About this exercise - Copy every line from the records below that carries the word "ConsoleReporter".

Extracted entries -
= = = = =
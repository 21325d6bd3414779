use anyhow::Result;
use chrono::NaiveDate;
use clap::{Args, Parser, Subcommand, ValueEnum};
use photocopy_core::{
    app_paths, execute_plan, generate_plan, load_config, rollback, validate_template,
    CancellationToken, DuplicateHandling, Geocoder, OperationKind, Plan, Progress,
    ProgressReporter, RelatedFileMode, RunConfig,
};
use std::collections::HashSet;
use std::path::PathBuf;
use tracing_subscriber::EnvFilter;

#[derive(Debug, Parser)]
#[command(name = "photocopy")]
#[command(about = "Organizes photo and video collections by their metadata")]
struct Cli {
    #[command(subcommand)]
    command: Commands,
}

#[derive(Debug, Subcommand)]
enum Commands {
    /// Plan and optionally execute an organize run
    Organize(OrganizeArgs),
    /// Undo a completed run from its transaction log
    Rollback(RollbackArgs),
    Config(ConfigArgs),
}

#[derive(Debug, Args)]
struct ConfigArgs {
    #[command(subcommand)]
    action: ConfigAction,
}

#[derive(Debug, Subcommand)]
enum ConfigAction {
    Show,
}

#[derive(Debug, Args)]
struct RollbackArgs {
    /// Path to the transaction log file
    log: PathBuf,
}

#[derive(Debug, Clone, Copy, ValueEnum)]
enum ModeArg {
    Copy,
    Move,
}

#[derive(Debug, Clone, Copy, ValueEnum)]
enum DuplicatesArg {
    None,
    Skip,
    Rename,
}

#[derive(Debug, Clone, Copy, ValueEnum)]
enum RelatedArg {
    None,
    Strict,
    Loose,
}

#[derive(Debug, Clone, Copy, ValueEnum)]
enum OutputFormat {
    Table,
    Json,
}

#[derive(Debug, Args)]
struct OrganizeArgs {
    #[arg(long)]
    source: PathBuf,
    #[arg(long)]
    destination: PathBuf,
    #[arg(long, value_enum, default_value_t = ModeArg::Copy)]
    mode: ModeArg,
    #[arg(long)]
    template: Option<String>,
    /// Execute the plan; without this flag only the plan is shown
    #[arg(long, default_value_t = false)]
    apply: bool,
    #[arg(long, default_value_t = false)]
    checksum: bool,
    #[arg(long, value_enum, default_value_t = DuplicatesArg::None)]
    duplicates: DuplicatesArg,
    #[arg(long)]
    duplicates_format: Option<String>,
    /// Allowed extensions; repeat for several (defaults to common media)
    #[arg(long = "ext")]
    extensions: Vec<String>,
    #[arg(long, value_parser = parse_date)]
    min_date: Option<NaiveDate>,
    #[arg(long, value_parser = parse_date)]
    max_date: Option<NaiveDate>,
    #[arg(long, default_value_t = false)]
    skip_existing: bool,
    #[arg(long, default_value_t = false)]
    overwrite: bool,
    #[arg(long, value_enum, default_value_t = RelatedArg::None)]
    related: RelatedArg,
    #[arg(long)]
    gazetteer: Option<PathBuf>,
    #[arg(long)]
    min_population: Option<u64>,
    /// Worker threads; defaults to the CPU count
    #[arg(long)]
    parallel: Option<usize>,
    /// Skip the transaction log entirely (disables rollback)
    #[arg(long, default_value_t = false)]
    no_rollback: bool,
    #[arg(long, value_enum, default_value_t = OutputFormat::Table)]
    output: OutputFormat,
}

fn parse_date(value: &str) -> Result<NaiveDate, String> {
    NaiveDate::parse_from_str(value, "%Y-%m-%d")
        .map_err(|_| format!("expected yyyy-mm-dd, got {value}"))
}

fn main() -> Result<()> {
    tracing_subscriber::fmt()
        .with_env_filter(EnvFilter::from_default_env())
        .with_writer(std::io::stderr)
        .init();

    let cli = Cli::parse();
    match cli.command {
        Commands::Organize(args) => cmd_organize(args),
        Commands::Rollback(args) => cmd_rollback(args),
        Commands::Config(config) => match config.action {
            ConfigAction::Show => cmd_config_show(),
        },
    }
}

fn cmd_organize(args: OrganizeArgs) -> Result<()> {
    let defaults = load_config()?;

    let template = args.template.unwrap_or_else(|| defaults.template.clone());
    validate_template(&template)?;

    let allowed_extensions: HashSet<String> = if args.extensions.is_empty() {
        defaults
            .allowed_extensions
            .iter()
            .map(|ext| ext.trim_start_matches('.').to_ascii_lowercase())
            .collect()
    } else {
        args.extensions
            .iter()
            .map(|ext| ext.trim_start_matches('.').to_ascii_lowercase())
            .collect()
    };

    let config = RunConfig {
        source: args.source,
        destination: args.destination,
        mode: match args.mode {
            ModeArg::Copy => OperationKind::Copy,
            ModeArg::Move => OperationKind::Move,
        },
        template,
        dry_run: !args.apply,
        enable_rollback: !args.no_rollback,
        calculate_checksums: args.checksum
            || defaults.calculate_checksums
            || !matches!(args.duplicates, DuplicatesArg::None),
        duplicate_handling: match args.duplicates {
            DuplicatesArg::None => DuplicateHandling::None,
            DuplicatesArg::Skip => DuplicateHandling::SkipDuplicates,
            DuplicatesArg::Rename => DuplicateHandling::RenameNumbered,
        },
        duplicates_format: args
            .duplicates_format
            .unwrap_or_else(|| defaults.duplicates_format.clone()),
        allowed_extensions,
        min_date: args.min_date,
        max_date: args.max_date,
        skip_existing: args.skip_existing,
        overwrite: args.overwrite,
        related_file_mode: match args.related {
            RelatedArg::None => RelatedFileMode::None,
            RelatedArg::Strict => RelatedFileMode::Strict,
            RelatedArg::Loose => RelatedFileMode::Loose,
        },
        gazetteer_path: args.gazetteer.or_else(|| defaults.gazetteer_path.clone()),
        minimum_population: args.min_population.unwrap_or(defaults.minimum_population),
        parallelism: args.parallel.unwrap_or_else(num_cpus::get),
    };

    let geocoder = Geocoder::new(config.gazetteer_path.clone(), config.minimum_population);
    geocoder.initialize();

    let cancel = CancellationToken::new();
    let plan = generate_plan(&config, &geocoder, &cancel)?;

    match args.output {
        OutputFormat::Json => println!("{}", serde_json::to_string_pretty(&plan)?),
        OutputFormat::Table => print_plan(&plan),
    }

    if args.apply {
        let reporter = ConsoleReporter;
        let result = execute_plan(&plan, &config, &reporter, &cancel)?;
        eprintln!(
            "done: processed={} failed={} skipped={} bytes={}",
            result.processed, result.failed, result.skipped, result.total_bytes
        );
        for error in &result.errors {
            eprintln!(
                "  error: {} -> {}: {}",
                error.source_path.display(),
                error.destination_path.display(),
                error.message
            );
        }
        if let Some(log_path) = &result.log_path {
            eprintln!("transaction log: {}", log_path.display());
        }
    } else {
        eprintln!("dry-run: nothing was executed; pass --apply to run the plan");
    }

    Ok(())
}

fn cmd_rollback(args: RollbackArgs) -> Result<()> {
    let result = rollback(&args.log)?;
    println!(
        "rollback: restored={} failed={} directories_removed={}",
        result.files_restored, result.files_failed, result.directories_removed
    );
    for error in &result.errors {
        eprintln!("  {}", error);
    }
    if !result.success {
        std::process::exit(1);
    }
    Ok(())
}

fn cmd_config_show() -> Result<()> {
    let config = load_config()?;
    let paths = app_paths()?;
    println!("config file: {}", paths.config_path.display());
    println!("{}", toml::to_string_pretty(&config)?);
    Ok(())
}

fn print_plan(plan: &Plan) {
    println!("source -> destination");
    for operation in &plan.operations {
        println!(
            "{} -> {} ({:?})",
            operation.source_path.display(),
            operation.destination_path.display(),
            operation.kind
        );
        for related in &operation.related {
            println!(
                "  + {} -> {}",
                related.source_path.display(),
                related.destination_path.display()
            );
        }
    }
    for skipped in &plan.skipped {
        println!(
            "skip {} ({})",
            skipped.source_path.display(),
            skipped.reason
        );
    }

    println!(
        "\nsummary: operations={} skipped={} directories={} bytes={}",
        plan.operations.len(),
        plan.skipped.len(),
        plan.directories.len(),
        plan.total_bytes
    );
}

struct ConsoleReporter;

impl ProgressReporter for ConsoleReporter {
    fn report(&self, progress: &Progress) {
        eprint!(
            "\rprocessed={} failed={} skipped={} bytes={}",
            progress.processed, progress.failed, progress.skipped, progress.bytes
        );
    }

    fn complete(&self, _progress: &Progress) {
        eprintln!();
    }
}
= = = = =
Solution to this task -
        let reporter = ConsoleReporter;
struct ConsoleReporter;
impl ProgressReporter for ConsoleReporter {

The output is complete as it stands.